Lucinda Creighton, Minister for European Affairs is the most senior figure expected to vote against the legislation as she opposes the suicide clause. Instead of a termination, she wants alternative therapies offered.
But if she votes against the bill she will lose the Fine Gael party whip and her junior ministerial position.
Ms Creighton has pushed for the legislation to be amended to include adding a rule that would allow the unborn to have legal representation whilst a speedy and intense assessment of women who state they are suicidal is conducted.
Four of her colleagues have already lost the whip and face the threat of being barred from running for the party at the next election as Taoiseach Enda Kenny sticks to his hard line demanding all Government members vote in favour or abandon their posts.
Mr Kenny has insisted the reform is about "all the women of Ireland".
The Protection of Life During Pregnancy Bill 2013 was drawn up following the death of Mrs Halappanavar, an Indian dentist who died in an Irish hospital in October last year after being denied an abortion as she miscarried.
An inquiry uncovered that medics missed an early opportunity to terminate on health grounds and unacceptable clinical practice.
Previously doctors acted under guidance from the Irish Medical Council and law based on a Supreme Court ruling from 1992, known as the X case, that allowed abortion if there was a threat to the mother's life, including suicide.
The case was taken by a 14-year-old rape victim who became pregnant and was refused permission to travel for an abortion. This injunction was eventually overturned by the Supreme Court because the girl had shared suicidal thoughts with her mother.
Ireland was also under pressure after a European Court of Human Rights ruling that a woman in remission with cancer was discriminated against because she was forced to travel overseas for a termination.
Pro- choice campaigners have demanded action and claim Ireland only exports its problem with about 4,000 women registering with an Irish address for an abortion in the UK every year.
Campaigners for abortion to be allowed in other circumstances, such as fatal foetal abnormalities, have been told that it will not be included in any loosening of Ireland's strict regime.
The inclusion of the suicide clause has been the biggest bone of contention, with some opponents arguing it should not serve as legal grounds for abortion, and others claiming abortion in those circumstances could do more damage to a woman's mental health.
Decisions will be finalised today on whether amendments can be made to the legislation but major changes are unlikely.
Following Wednesday's ballot, the bill will be considered by the Seanad - the upper house of parliament.
After that, the legislation will be brought to President Michael D Higgins who will sign off on it and enshrine it into Irish law - provided there are no demands for further amendments, The Government expects the law to be enacted before the Dail breaks for summer on 18 July.
Archbishop Eamon Martin warned TDs who support the bill would be guilty of co-operating with evil.
In a last-ditch appeal by the Catholic Church to urge the Government against enacting the law, the coadjutor archbishop of Armagh said excommunication from the church is a rare phenomenon.
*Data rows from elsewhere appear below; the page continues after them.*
//! Cloning repositories into the scratch root and removing them again.

use crate::domain::{ClonePolicy, Config, RepoInfo};
use crate::error::{ExplorerError, Result};
use crate::fetch::github::{clone_into, normalize_github_url, parse_github_url, pull_fast_forward};
use std::fs;
use std::path::{Path, PathBuf};

/// Materializes remote repositories as directories under a scratch root.
#[derive(Debug, Clone)]
pub struct RepoCloner {
    scratch_root: PathBuf,
    policy: ClonePolicy,
    depth: u32,
    mirror: Option<String>,
}

impl RepoCloner {
    pub fn new(scratch_root: PathBuf) -> Self {
        Self { scratch_root, policy: ClonePolicy::Fresh, depth: 1, mirror: None }
    }

    pub fn from_config(config: &Config) -> Self {
        Self::new(config.scratch_root.clone())
            .policy(config.clone_policy)
            .depth(config.clone_depth)
            .mirror(config.clone_mirror.clone())
    }

    /// Set the directory naming / reuse policy
    pub fn policy(mut self, policy: ClonePolicy) -> Self {
        self.policy = policy;
        self
    }

    /// Set clone depth (0 = full history)
    pub fn depth(mut self, depth: u32) -> Self {
        self.depth = depth;
        self
    }

    /// Fetch `{mirror}/{owner}/{repo}` instead of the GitHub URL itself.
    pub fn mirror(mut self, mirror: Option<String>) -> Self {
        self.mirror = mirror.filter(|m| !m.trim().is_empty());
        self
    }

    pub fn clone_policy(&self) -> ClonePolicy {
        self.policy
    }

    pub fn scratch_root(&self) -> &Path {
        &self.scratch_root
    }

    /// Clone a GitHub repository and return the checkout directory.
    pub fn clone_repo(&self, url: &str, force_refresh: bool) -> Result<PathBuf> {
        let info = parse_github_url(url)?;
        let source = match &self.mirror {
            Some(mirror) => {
                format!("{}/{}/{}", mirror.trim_end_matches('/'), info.owner, info.repo)
            }
            None => normalize_github_url(url),
        };
        self.clone_as(&source, &info, force_refresh)
    }

    /// Clone `url` using `info` to name the checkout.
    ///
    /// Split from [`RepoCloner::clone_repo`] so any git transport (including
    /// `file://`) can be cloned under a GitHub-style name.
    pub fn clone_as(&self, url: &str, info: &RepoInfo, force_refresh: bool) -> Result<PathBuf> {
        fs::create_dir_all(&self.scratch_root).map_err(|e| {
            ExplorerError::clone_failed(
                format!("cannot create scratch root {}", self.scratch_root.display()),
                e,
            )
        })?;

        let dest = match self.policy {
            ClonePolicy::Fresh => self.fresh_dir(info),
            ClonePolicy::Reuse => {
                let dest = self.scratch_root.join(sanitize_component(&info.slug()));
                if dest.exists() {
                    if !force_refresh {
                        if let Err(e) = pull_fast_forward(&dest, self.depth) {
                            tracing::warn!(
                                path = %dest.display(),
                                error = %e,
                                "Pull failed; serving existing checkout"
                            );
                        }
                        return Ok(dest);
                    }
                    tracing::info!(path = %dest.display(), "Refreshing existing checkout");
                    cleanup(&dest);
                }
                dest
            }
        };

        tracing::info!(url, dest = %dest.display(), depth = self.depth, "Cloning repository");
        match clone_into(url, &dest, self.depth) {
            Ok(()) => Ok(dest),
            Err(e) => {
                cleanup(&dest);
                Err(ExplorerError::clone_failed(format!("{url}: {}", e.message()), e))
            }
        }
    }

    /// `{owner}-{repo}-{millis}`, with a numeric suffix if two clones land in
    /// the same millisecond.
    fn fresh_dir(&self, info: &RepoInfo) -> PathBuf {
        let millis = chrono::Utc::now().timestamp_millis();
        let base = sanitize_component(&format!("{}-{millis}", info.slug()));
        let mut candidate = self.scratch_root.join(&base);
        let mut n = 1u32;
        while candidate.exists() {
            candidate = self.scratch_root.join(format!("{base}-{n}"));
            n += 1;
        }
        candidate
    }
}

/// Remove a checkout directory.
///
/// A missing directory is not an error; other failures are logged and
/// swallowed so they never mask the caller's primary error.
pub fn cleanup(path: &Path) {
    match fs::remove_dir_all(path) {
        Ok(()) => tracing::debug!(path = %path.display(), "Removed checkout"),
        Err(e) if e.kind() == std::io::ErrorKind::NotFound => {}
        Err(e) => {
            tracing::warn!(path = %path.display(), error = %e, "Error cleaning up repository")
        }
    }
}

/// Restrict a directory name to `[A-Za-z0-9._-]`.
fn sanitize_component(name: &str) -> String {
    let cleaned: String = name
        .chars()
        .map(|c| if c.is_ascii_alphanumeric() || matches!(c, '.' | '_' | '-') { c } else { '_' })
        .collect();
    if cleaned.chars().all(|c| c == '.') {
        format!("_{cleaned}")
    } else {
        cleaned
    }
}

#[cfg(test)]
mod tests {
    use super::*;
    use git2::{Repository, Signature};
    use tempfile::TempDir;

    /// Create a repository with one commit on `main` and return its `file://` URL.
    fn make_origin(dir: &Path, file: &str, content: &str) -> String {
        let repo = Repository::init(dir).expect("init origin");
        commit_file(&repo, dir, file, content, "initial");
        repo.set_head("refs/heads/main").expect("set head");
        format!("file://{}", dir.display())
    }

    fn commit_file(repo: &Repository, dir: &Path, file: &str, content: &str, msg: &str) {
        fs::write(dir.join(file), content).expect("write file");
        let mut index = repo.index().expect("index");
        index.add_path(Path::new(file)).expect("add");
        index.write().expect("write index");
        let tree_id = index.write_tree().expect("tree");
        let tree = repo.find_tree(tree_id).expect("find tree");
        let sig = Signature::now("Test", "test@example.com").expect("sig");
        let parent = repo.find_reference("refs/heads/main").ok().and_then(|r| r.peel_to_commit().ok());
        let parents: Vec<&git2::Commit> = parent.iter().collect();
        repo.commit(Some("refs/heads/main"), &sig, &sig, msg, &tree, &parents).expect("commit");
    }

    fn info() -> RepoInfo {
        RepoInfo { owner: "acme".into(), repo: "widgets".into(), branch: "main".into() }
    }

    #[test]
    fn test_fresh_clone_names_directory_and_checks_out_files() {
        let origin = TempDir::new().unwrap();
        let url = make_origin(origin.path(), "README.md", "# Widgets\n");
        let scratch = TempDir::new().unwrap();

        let cloner = RepoCloner::new(scratch.path().to_path_buf()).depth(0);
        let path = cloner.clone_as(&url, &info(), false).expect("clone");

        assert!(path.starts_with(scratch.path()));
        let name = path.file_name().unwrap().to_str().unwrap();
        assert!(name.starts_with("acme-widgets-"), "unexpected dir name {name}");
        assert_eq!(fs::read_to_string(path.join("README.md")).unwrap(), "# Widgets\n");
    }

    #[test]
    fn test_fresh_clones_never_collide() {
        let origin = TempDir::new().unwrap();
        let url = make_origin(origin.path(), "a.txt", "a");
        let scratch = TempDir::new().unwrap();

        let cloner = RepoCloner::new(scratch.path().to_path_buf()).depth(0);
        let first = cloner.clone_as(&url, &info(), false).unwrap();
        let second = cloner.clone_as(&url, &info(), false).unwrap();
        assert_ne!(first, second);
    }

    #[test]
    fn test_failed_clone_leaves_nothing_behind() {
        let scratch = TempDir::new().unwrap();
        let missing = scratch.path().join("no-such-origin");
        let url = format!("file://{}", missing.display());

        let cloner =
            RepoCloner::new(scratch.path().join("checkouts")).policy(ClonePolicy::Reuse);
        let err = cloner.clone_as(&url, &info(), false).unwrap_err();
        assert!(matches!(err, ExplorerError::Clone { .. }), "got {err:?}");
        assert!(!scratch.path().join("checkouts").join("acme-widgets").exists());
    }

    #[test]
    fn test_clone_rejects_non_github_url_before_cloning() {
        let scratch = TempDir::new().unwrap();
        let cloner = RepoCloner::new(scratch.path().join("checkouts"));
        let err = cloner.clone_repo("https://example.com/acme/widgets", false).unwrap_err();
        assert!(matches!(err, ExplorerError::InvalidInput(_)));
        assert!(!scratch.path().join("checkouts").exists());
    }

    #[test]
    fn test_clone_repo_fetches_from_mirror() {
        let mirror = TempDir::new().unwrap();
        let origin = mirror.path().join("acme").join("widgets");
        fs::create_dir_all(&origin).unwrap();
        make_origin(&origin, "README.md", "# Mirrored\n");
        let scratch = TempDir::new().unwrap();

        let cloner = RepoCloner::new(scratch.path().to_path_buf())
            .depth(0)
            .mirror(Some(format!("file://{}/", mirror.path().display())));
        let path = cloner
            .clone_repo("https://github.com/acme/widgets", false)
            .expect("clone from mirror");

        assert!(path.file_name().unwrap().to_str().unwrap().starts_with("acme-widgets-"));
        assert_eq!(fs::read_to_string(path.join("README.md")).unwrap(), "# Mirrored\n");
    }

    #[test]
    fn test_blank_mirror_is_ignored() {
        let cloner = RepoCloner::new(PathBuf::from("/tmp")).mirror(Some("  ".into()));
        assert!(cloner.mirror.is_none());
    }

    #[test]
    fn test_reuse_policy_pulls_existing_checkout() {
        let origin = TempDir::new().unwrap();
        let url = make_origin(origin.path(), "a.txt", "v1");
        let scratch = TempDir::new().unwrap();
        let cloner =
            RepoCloner::new(scratch.path().to_path_buf()).policy(ClonePolicy::Reuse).depth(0);

        let first = cloner.clone_as(&url, &info(), false).unwrap();
        assert_eq!(first, scratch.path().join("acme-widgets"));

        let repo = Repository::open(origin.path()).unwrap();
        commit_file(&repo, origin.path(), "b.txt", "new", "second");

        let second = cloner.clone_as(&url, &info(), false).unwrap();
        assert_eq!(first, second);
        assert_eq!(fs::read_to_string(second.join("b.txt")).unwrap(), "new");
    }

    #[test]
    fn test_reuse_policy_serves_stale_checkout_when_pull_fails() {
        let origin = TempDir::new().unwrap();
        let url = make_origin(origin.path(), "a.txt", "v1");
        let scratch = TempDir::new().unwrap();
        let cloner =
            RepoCloner::new(scratch.path().to_path_buf()).policy(ClonePolicy::Reuse).depth(0);

        let first = cloner.clone_as(&url, &info(), false).unwrap();
        drop(origin);

        let second = cloner.clone_as(&url, &info(), false).expect("stale checkout served");
        assert_eq!(first, second);
        assert_eq!(fs::read_to_string(second.join("a.txt")).unwrap(), "v1");
    }

    #[test]
    fn test_force_refresh_replaces_existing_checkout() {
        let origin = TempDir::new().unwrap();
        let url = make_origin(origin.path(), "a.txt", "v1");
        let scratch = TempDir::new().unwrap();
        let cloner =
            RepoCloner::new(scratch.path().to_path_buf()).policy(ClonePolicy::Reuse).depth(0);

        let path = cloner.clone_as(&url, &info(), false).unwrap();
        fs::write(path.join("local-only.txt"), "scratch").unwrap();

        let refreshed = cloner.clone_as(&url, &info(), true).unwrap();
        assert_eq!(path, refreshed);
        assert!(!refreshed.join("local-only.txt").exists());
        assert!(refreshed.join("a.txt").exists());
    }

    #[test]
    fn test_cleanup_is_idempotent() {
        let scratch = TempDir::new().unwrap();
        let dir = scratch.path().join("acme-widgets-1");
        fs::create_dir_all(dir.join("src")).unwrap();
        fs::write(dir.join("src/lib.rs"), "").unwrap();

        cleanup(&dir);
        assert!(!dir.exists());
        cleanup(&dir);
    }

    #[test]
    fn test_sanitize_component() {
        assert_eq!(sanitize_component("acme-widgets"), "acme-widgets");
        assert_eq!(sanitize_component("a b/c"), "a_b_c");
        assert_eq!(sanitize_component(".."), "_..");
    }
}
But he warned Catholic politicians might be forced into serious conversations with their priests about their own personal journeys if they vote for the bill.
"The direct and intentional killing of any persons is always gravely immoral," Mr Martin told RTE Radio.
"I can say that knowingly and willingly and intentionally voting to promote abortion, which is the killing of an innocent child, is co-operation in evil and can't be reconciled with your faith."